SECTION 3. Representations and Warranties. The Borrower hereby represents and warrants to the Administrative Agent and to each of the Lenders, as of the Amendment Execution Date, that:
(a) The representations and warranties of the Borrower set forth in the Term Loan Agreement are true and correct in all material respects on and as of the Amendment Execution Date.
(b) On and as of the Amendment Execution Date, after giving effect to this Amendment, no Default has occurred and is continuing under the Term Loan Agreement.

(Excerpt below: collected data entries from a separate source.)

//! JWT Token Handler
//! Mission: Generate and validate JWT tokens securely

use crate::auth::models::{Claims, User};
use anyhow::{Context, Result};
use chrono::Utc;
use jsonwebtoken::{decode, encode, DecodingKey, EncodingKey, Header, Validation};
use tracing::debug;

/// JWT Handler for token operations
pub struct JwtHandler {
    secret: String,
    expiration_hours: i64,
}

impl JwtHandler {
    /// Create a new JWT handler with secret key
    pub fn new(secret: String) -> Self {
        Self {
            secret,
            expiration_hours: 24, // 24-hour tokens by default
        }
    }

    /// Generate a JWT token for a user
    pub fn generate_token(&self, user: &User) -> Result<(String, usize)> {
        let now = Utc::now();
        let expiration = now
            .checked_add_signed(chrono::Duration::hours(self.expiration_hours))
            .context("Invalid timestamp")?
            .timestamp() as usize;

        let expires_in = (self.expiration_hours * 3600) as usize;

        let claims = Claims {
            public_id: user.public_id.clone(),
            exp: expiration,
        };

        debug!(
            "Generating JWT for user {} ({}), expires in {}h",
            user.name, user.public_id, self.expiration_hours
        );

        let token = encode(
            &Header::default(),
            &claims,
            &EncodingKey::from_secret(self.secret.as_bytes()),
        )
        .context("Failed to generate JWT")?;

        Ok((token, expires_in))
    }

    /// Validate a JWT token and extract claims.
    ///
    /// Malformed, expired, and badly signed tokens all collapse into one error;
    /// callers never learn which check failed.
    pub fn validate_token(&self, token: &str) -> Result<Claims> {
        let decoded = decode::<Claims>(
            token,
            &DecodingKey::from_secret(self.secret.as_bytes()),
            &Validation::default(),
        )
        .context("Invalid or expired token")?;

        debug!("Validated JWT for user {}", decoded.claims.public_id);

        Ok(decoded.claims)
    }
}

#[cfg(test)]
mod tests {
    use super::*;
    use uuid::Uuid;

    fn create_test_user() -> User {
        User {
            id: 1,
            public_id: Uuid::new_v4().to_string(),
            name: "testuser".to_string(),
            password_hash: "hash".to_string(),
            admin: false,
        }
    }

    #[test]
    fn test_jwt_generation_and_validation() {
        let handler = JwtHandler::new("test-secret-key-12345".to_string());
        let user = create_test_user();

        // Generate token
        let (token, expires_in) = handler.generate_token(&user).unwrap();
        assert!(!token.is_empty());
        assert_eq!(expires_in, 24 * 3600); // 24 hours in seconds

        // Validate token
        let claims = handler.validate_token(&token).unwrap();
        assert_eq!(claims.public_id, user.public_id);
        assert!(claims.exp > Utc::now().timestamp() as usize);
    }

    #[test]
    fn test_invalid_token_rejected() {
        let handler = JwtHandler::new("test-secret-key-12345".to_string());

        // Try to validate invalid token
        let result = handler.validate_token("invalid.token.here");
        assert!(result.is_err());
    }

    #[test]
    fn test_different_secrets_reject() {
        let handler1 = JwtHandler::new("secret1".to_string());
        let handler2 = JwtHandler::new("secret2".to_string());
        let user = create_test_user();

        // Generate with handler1
        let (token, _) = handler1.generate_token(&user).unwrap();

        // Try to validate with handler2 (different secret)
        let result = handler2.validate_token(&token);
        assert!(result.is_err());
    }

    #[test]
    fn test_expired_token_rejected() {
        let secret = "test-secret-key-12345";
        let handler = JwtHandler::new(secret.to_string());

        // Hand-roll a token that expired an hour ago (past default leeway)
        let claims = Claims {
            public_id: Uuid::new_v4().to_string(),
            exp: (Utc::now().timestamp() - 3600) as usize,
        };
        let token = encode(
            &Header::default(),
            &claims,
            &EncodingKey::from_secret(secret.as_bytes()),
        )
        .unwrap();

        let result = handler.validate_token(&token);
        assert!(result.is_err());
    }
}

SECTION 4. Amendment Effectiveness. The Amendment will become effective on the first date (the “Amendment Execution Date”) on which (a) the Administrative Agent (or its counsel) shall have received from (i) the Borrower, (ii) Lenders that constitute at least the Required Lenders under the Term Loan Agreement and (iii) the Administrative Agent, either (x) counterparts of this Amendment (which may include telecopy or other electronic transmission of a signed signature page of this Amendment) signed on behalf of such party or (y) written evidence satisfactory to the Administrative Agent that such party has signed a counterpart of this Amendment and (b) the Borrower has confirmed to the Administrative Agent that amendments to each of the 2012 Credit Agreement and the 2014 Credit Agreement effecting the same changes to Section 6.01(g) and Section 6.02 of each such agreement as the changes to such provisions under the Term Loan Agreement effected hereby have become effective in accordance with their terms.
The Administrative Agent shall notify the Borrower and the Lenders of the Amendment Execution Date, and such notice shall be conclusive and binding.

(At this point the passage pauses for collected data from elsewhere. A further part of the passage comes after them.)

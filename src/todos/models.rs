//! Todo Models
//! Mission: Define task records and their request/response shapes

use serde::{Deserialize, Serialize};

/// A single task owned by one user
#[derive(Debug, Clone, Serialize, Deserialize)]
pub struct Todo {
    pub id: i64,
    pub text: String,
    pub complete: bool,
    pub user_id: i64,
}

/// Body for POST /todos and PUT /todos/:id
#[derive(Debug, Deserialize)]
pub struct TodoRequest {
    pub text: String,
    pub complete: bool,
}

SECTION 5. Effect of Amendment. (a) Except as expressly set forth herein, this Amendment shall not by implication or otherwise limit, impair, constitute a waiver of or otherwise affect the rights and remedies of the Lenders or the Administrative Agent under the Term Loan Agreement, and shall not alter, modify, amend or in any way affect any of the terms, conditions, obligations, covenants or agreements contained in the Term Loan Agreement, all of which are ratified and affirmed in all respects and shall continue in full force and effect. Nothing herein shall be deemed to entitle the Borrower to a consent to, or a waiver, amendment, modification or other change of, any of the terms, conditions, obligations, covenants or agreements contained in the Term Loan Agreement in similar or different circumstances.
(b) On and after the Amendment Execution Date, each reference in the Term Loan Agreement to “this Agreement,” “hereunder,” “hereof,” “herein,” or words of like import shall be deemed to be a reference to the Term Loan Agreement as amended hereby.
SECTION 6. Applicable Law. THIS AMENDMENT SHALL BE CONSTRUED IN ACCORDANCE WITH AND GOVERNED BY THE LAW OF THE STATE OF NEW YORK.
SECTION 7. Counterparts. This Amendment may be executed in counterparts (and by different parties hereto on different counterparts), each of which shall constitute an original, but all of which, when taken together, shall constitute a single contract. Delivery of an executed counterpart of a signature page of this Amendment by facsimile or other electronic imaging shall be as effective as delivery of a manually executed counterpart of this Amendment.
SECTION 8. Headings. Section headings used herein are for convenience of reference only, are not part of this Amendment and shall not affect the construction of, or be taken into consideration in interpreting, this Amendment.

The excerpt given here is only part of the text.